Working from home has only served to increase many of the bad lifestyle symptoms which people are now much more commonly displaying. In the office, you probably used to walk a lot more, move between rooms a lot more, go looking for other people a lot more and maybe even get outside on your lunch break a lot more. Now, I bet you're more than likely spending the majority of your day at a desk or on a sofa, working, eating and relaxing all in one place. While it's good to relax, have you thought about what this is doing to your body?
Ok, maybe you're not laying about to as much of an extent as that, but I'm almost certain that you're more inactive and spend more time sitting than you ever used to.
What does this do to the body?
Much like when people who wear heeled shoes find that their calf muscles shorten and end up causing severe pain, spending massive amounts of time sitting down can lead to muscles in and around the hip having to adjust to new positions. The body sees that the hips aren't working the way they used to, so they begin to seize up and even shorten, leading to huge amounts of pain in certain cases.

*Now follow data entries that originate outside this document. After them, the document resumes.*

use async_trait::async_trait;
use dnsfilter_application::ports::EventRecorder;
use dnsfilter_application::use_cases::HandleDnsQueryUseCase;
use dnsfilter_domain::{DomainList, DomainName, FilterLists, QueryEvent};
use dnsfilter_infrastructure::dns::{
    DnsServerHandler, QueryEventEmitter, QueryEventLogger, UdpDispatcher, UdpTransport,
    UpstreamForwarder,
};
use std::net::SocketAddr;
use std::sync::{Arc, Mutex};
use std::time::Duration;
use tokio::net::UdpSocket;
use tokio_util::sync::CancellationToken;

/// Raw client query, built byte by byte so the codec under test is not
/// involved in producing its own input.
pub struct QueryBuilder {
    id: u16,
    flags: u16,
    questions: Vec<(String, u16)>,
}

impl QueryBuilder {
    pub fn new(id: u16) -> Self {
        Self {
            id,
            flags: 0x0100,
            questions: Vec::new(),
        }
    }

    pub fn question(mut self, name: &str, qtype: u16) -> Self {
        self.questions.push((name.to_string(), qtype));
        self
    }

    pub fn a(self, name: &str) -> Self {
        self.question(name, 1)
    }

    pub fn aaaa(self, name: &str) -> Self {
        self.question(name, 28)
    }

    pub fn build(&self) -> Vec<u8> {
        let mut buf = Vec::with_capacity(512);
        buf.extend_from_slice(&self.id.to_be_bytes());
        buf.extend_from_slice(&self.flags.to_be_bytes());
        buf.extend_from_slice(&(self.questions.len() as u16).to_be_bytes());
        buf.extend_from_slice(&[0, 0, 0, 0, 0, 0]);
        for (name, qtype) in &self.questions {
            for label in name.split('.').filter(|l| !l.is_empty()) {
                buf.push(label.len() as u8);
                buf.extend_from_slice(label.as_bytes());
            }
            buf.push(0);
            buf.extend_from_slice(&qtype.to_be_bytes());
            buf.extend_from_slice(&1u16.to_be_bytes());
        }
        buf
    }
}

#[derive(Default)]
pub struct RecordingRecorder {
    events: Mutex<Vec<QueryEvent>>,
}

impl RecordingRecorder {
    pub fn events(&self) -> Vec<QueryEvent> {
        self.events.lock().unwrap().clone()
    }
}

#[async_trait]
impl EventRecorder for RecordingRecorder {
    async fn record(&self, event: QueryEvent) {
        self.events.lock().unwrap().push(event);
    }
}

/// Full request pipeline on a loopback port, forwarding to `upstream`.
pub struct TestServer {
    pub addr: SocketAddr,
    pub lists: Arc<FilterLists>,
    pub recorder: Arc<RecordingRecorder>,
    shutdown: CancellationToken,
}

impl TestServer {
    pub async fn start(upstream: SocketAddr, whitelist: &[&str], blacklist: &[&str]) -> Self {
        Self::start_with_limit(upstream, whitelist, blacklist, 0).await
    }

    pub async fn start_with_limit(
        upstream: SocketAddr,
        whitelist: &[&str],
        blacklist: &[&str],
        max_concurrent: usize,
    ) -> Self {
        let lists = Arc::new(FilterLists::new(to_list(whitelist), to_list(blacklist)));

        let forwarder = UpstreamForwarder::new(Arc::new(UdpTransport::new(upstream)))
            .with_timeout(Duration::from_millis(500));

        let recorder = Arc::new(RecordingRecorder::default());
        let (emitter, rx) = QueryEventEmitter::new_enabled(16);
        QueryEventLogger::new(recorder.clone()).start(rx);

        let use_case = Arc::new(HandleDnsQueryUseCase::new(
            lists.clone(),
            Arc::new(forwarder),
            Arc::new(emitter),
        ));

        let socket = Arc::new(UdpSocket::bind("127.0.0.1:0").await.unwrap());
        let addr = socket.local_addr().unwrap();
        let dispatcher = UdpDispatcher::new(socket, Arc::new(DnsServerHandler::new(use_case)))
            .with_max_concurrent_requests(max_concurrent);

        let shutdown = CancellationToken::new();
        let token = shutdown.clone();
        tokio::spawn(async move {
            let _ = dispatcher.run(token).await;
        });

        Self {
            addr,
            lists,
            recorder,
            shutdown,
        }
    }

    /// Sends `query` from a fresh client socket; `None` if nothing comes back
    /// within `wait`.
    pub async fn exchange(&self, query: &[u8], wait: Duration) -> Option<Vec<u8>> {
        let client = UdpSocket::bind("127.0.0.1:0").await.unwrap();
        client.send_to(query, self.addr).await.unwrap();

        let mut buf = vec![0u8; 512];
        match tokio::time::timeout(wait, client.recv_from(&mut buf)).await {
            Ok(Ok((len, _))) => {
                buf.truncate(len);
                Some(buf)
            }
            _ => None,
        }
    }

    /// Waits until the statistics consumer has recorded `count` events.
    pub async fn wait_for_events(&self, count: usize) -> Vec<QueryEvent> {
        for _ in 0..100 {
            let events = self.recorder.events();
            if events.len() >= count {
                return events;
            }
            tokio::time::sleep(Duration::from_millis(10)).await;
        }
        self.recorder.events()
    }
}

impl Drop for TestServer {
    fn drop(&mut self) {
        self.shutdown.cancel();
    }
}

fn to_list(names: &[&str]) -> DomainList {
    names.iter().map(|n| DomainName::new(n)).collect()
}
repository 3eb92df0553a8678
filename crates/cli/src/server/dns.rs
use dnsfilter_infrastructure::dns::{DnsServerHandler, UdpDispatcher};
use socket2::{Domain, Protocol, Socket, Type};
use std::net::SocketAddr;
use std::sync::Arc;
use tokio::net::UdpSocket;
use tokio_util::sync::CancellationToken;
use tracing::info;

const SOCKET_BUFFER_SIZE: usize = 512 * 1024;

/// Serves until `shutdown` fires. Returns an error if the listener cannot be
/// bound or fails while receiving.
pub async fn start_dns_server(
    socket_addr: SocketAddr,
    handler: Arc<DnsServerHandler>,
    max_concurrent_requests: usize,
    shutdown: CancellationToken,
) -> anyhow::Result<()> {
    info!(bind_address = %socket_addr, "Starting DNS server");

    let socket = Arc::new(create_udp_socket(socket_addr)?);
    let dispatcher =
        UdpDispatcher::new(socket, handler).with_max_concurrent_requests(max_concurrent_requests);

    dispatcher.run(shutdown).await?;
    Ok(())
}

fn create_udp_socket(socket_addr: SocketAddr) -> anyhow::Result<UdpSocket> {
    let domain = if socket_addr.is_ipv4() {
        Domain::IPV4
    } else {
        Domain::IPV6
    };

    let socket = Socket::new(domain, Type::DGRAM, Some(Protocol::UDP))?;
    if socket_addr.is_ipv6() {
        socket.set_only_v6(false)?;
    }
    socket.set_reuse_address(true)?;
    socket.set_recv_buffer_size(SOCKET_BUFFER_SIZE)?;
    socket.set_send_buffer_size(SOCKET_BUFFER_SIZE)?;
    socket.bind(&socket_addr.into())?;
    socket.set_nonblocking(true)?;

    let std_socket: std::net::UdpSocket = socket.into();
    Ok(UdpSocket::from_std(std_socket)?)
}
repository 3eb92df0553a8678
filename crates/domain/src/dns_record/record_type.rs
use std::fmt;

/// Record types the filter reasons about. Everything else is carried as
/// `Unknown` with its numeric code so it can be forwarded untouched.
#[derive(Debug, Clone, Copy, PartialEq, Eq, Hash)]
pub enum RecordType {
    A,
    NS,
    CNAME,
    SOA,
    PTR,
    MX,
    TXT,
    AAAA,
    Unknown(u16),
}

impl RecordType {
    pub fn as_str(&self) -> &'static str {
        match self {
            RecordType::A => "A",
            RecordType::NS => "NS",
            RecordType::CNAME => "CNAME",
            RecordType::SOA => "SOA",
            RecordType::PTR => "PTR",
            RecordType::MX => "MX",
            RecordType::TXT => "TXT",
            RecordType::AAAA => "AAAA",
            RecordType::Unknown(_) => "UNKNOWN",
        }
    }

    pub fn to_u16(&self) -> u16 {
        match self {
            RecordType::A => 1,
            RecordType::NS => 2,
            RecordType::CNAME => 5,
            RecordType::SOA => 6,
            RecordType::PTR => 12,
            RecordType::MX => 15,
            RecordType::TXT => 16,
            RecordType::AAAA => 28,
            RecordType::Unknown(code) => *code,
        }
    }

    pub fn from_u16(code: u16) -> Self {
        match code {
            1 => RecordType::A,
            2 => RecordType::NS,
            5 => RecordType::CNAME,
            6 => RecordType::SOA,
            12 => RecordType::PTR,
            15 => RecordType::MX,
            16 => RecordType::TXT,
            28 => RecordType::AAAA,
            other => RecordType::Unknown(other),
        }
    }
}

impl fmt::Display for RecordType {
    fn fmt(&self, f: &mut fmt::Formatter<'_>) -> fmt::Result {
        match self {
            RecordType::Unknown(code) => write!(f, "TYPE{}", code),
            known => f.write_str(known.as_str()),
        }
    }
}

#[derive(Debug, Clone, Copy, PartialEq, Eq, Hash)]
pub enum RecordClass {
    In,
    Other(u16),
}

impl RecordClass {
    pub fn to_u16(&self) -> u16 {
        match self {
            RecordClass::In => 1,
            RecordClass::Other(code) => *code,
        }
    }

    pub fn from_u16(code: u16) -> Self {
        match code {
            1 => RecordClass::In,
            other => RecordClass::Other(other),
        }
    }
}

impl fmt::Display for RecordClass {
    fn fmt(&self, f: &mut fmt::Formatter<'_>) -> fmt::Result {
        match self {
            RecordClass::In => f.write_str("IN"),
            RecordClass::Other(code) => write!(f, "CLASS{}", code),
        }
    }
}
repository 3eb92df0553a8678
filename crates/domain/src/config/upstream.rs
use serde::{Deserialize, Serialize};
use std::net::SocketAddr;
use std::time::Duration;

use super::errors::ConfigError;

#[derive(Debug, Clone, Deserialize, Serialize)]
pub struct UpstreamConfig {
    /// `ip:port` of the resolver allowed questions are forwarded to
    #[serde(default = "default_server")]
    pub server: String,

    /// Seconds to wait for the upstream reply
    #[serde(default = "default_query_timeout")]
    pub query_timeout: u64,

    /// Answer without an upstream round trip when every question was blocked
    #[serde(default = "default_true")]
    pub skip_empty_queries: bool,
}

impl UpstreamConfig {
    pub fn socket_addr(&self) -> Result<SocketAddr, ConfigError> {
        self.server.parse().map_err(|e| {
            ConfigError::Validation(format!("Invalid upstream address '{}': {}", self.server, e))
        })
    }

    pub fn timeout(&self) -> Duration {
        Duration::from_secs(self.query_timeout)
    }
}

impl Default for UpstreamConfig {
    fn default() -> Self {
        Self {
            server: default_server(),
            query_timeout: default_query_timeout(),
            skip_empty_queries: true,
        }
    }
}

fn default_server() -> String {
    "8.8.8.8:53".to_string()
}

fn default_query_timeout() -> u64 {
    5
}

fn default_true() -> bool {
    true
}
//! DnsFilter Application Layer
pub mod ports;
pub mod services;
pub mod use_cases;
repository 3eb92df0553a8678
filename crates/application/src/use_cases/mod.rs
pub mod dns;
pub mod lists;

pub use dns::HandleDnsQueryUseCase;
pub use lists::{ListCounts, ReloadDomainListsUseCase};
pub mod emitter;

pub use emitter::QueryEventEmitter;
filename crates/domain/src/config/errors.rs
#[derive(Debug, thiserror::Error)]
pub enum ConfigError {
    #[error("Failed to read config file {0}: {1}")]
    FileRead(String, String),

    #[error("Failed to parse config: {0}")]
    Parse(String),

    #[error("Configuration validation error: {0}")]
    Validation(String),
}
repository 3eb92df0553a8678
pub mod dns;

pub use dns::start_dns_server;
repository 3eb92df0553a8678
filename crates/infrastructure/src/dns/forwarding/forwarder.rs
use crate::dns::codec::{decode_message, encode_message};
use crate::dns::transport::DnsTransport;
use async_trait::async_trait;
use dnsfilter_application::ports::UpstreamResolver;
use dnsfilter_domain::{DnsHeader, DnsMessage, DnsQuestion, DomainError, ResourceRecord};
use std::sync::Arc;
use std::time::Duration;
use tracing::debug;

pub const DEFAULT_UPSTREAM_TIMEOUT: Duration = Duration::from_secs(5);

/// Forwards allowed questions to the single configured upstream resolver.
pub struct UpstreamForwarder {
    transport: Arc<dyn DnsTransport>,
    timeout: Duration,
}

impl UpstreamForwarder {
    pub fn new(transport: Arc<dyn DnsTransport>) -> Self {
        Self {
            transport,
            timeout: DEFAULT_UPSTREAM_TIMEOUT,
        }
    }

    pub fn with_timeout(mut self, timeout: Duration) -> Self {
        self.timeout = timeout;
        self
    }

    fn network_error(&self, reason: String) -> DomainError {
        DomainError::UpstreamNetwork {
            server: self.transport.server_addr().to_string(),
            reason,
        }
    }
}

#[async_trait]
impl UpstreamResolver for UpstreamForwarder {
    async fn resolve(
        &self,
        questions: &[DnsQuestion],
        header: &DnsHeader,
    ) -> Result<Vec<ResourceRecord>, DomainError> {
        let query = DnsMessage {
            header: *header,
            questions: questions.to_vec(),
            answers: Vec::new(),
        };
        let query_bytes = encode_message(&query)?;

        let reply_bytes = self.transport.send(&query_bytes, self.timeout).await?;

        let reply = decode_message(&reply_bytes)
            .map_err(|e| self.network_error(format!("undecodable reply: {}", e)))?;

        if reply.header.id != header.id {
            return Err(self.network_error(format!(
                "reply ID {} does not match query ID {}",
                reply.header.id, header.id
            )));
        }

        debug!(
            id = header.id,
            server = %self.transport.server_addr(),
            protocol = self.transport.protocol_name(),
            questions = questions.len(),
            answers = reply.answers.len(),
            "Upstream answered"
        );

        Ok(reply.answers)
    }
}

Hip flexors, glutes, quads, hamstrings, lower back muscles, shoulders, knees and more can all begin to feel different over time, often in combinations as well. But the truth is that these effects can all be very easily counteracted!
With the correct application of mobility, flexibility and strength, you can see results in terms of lessening these negative effects in as little as one month. It just takes a few hours of careful work on your own every week.
The best part is that the whole process is really easy to learn as well.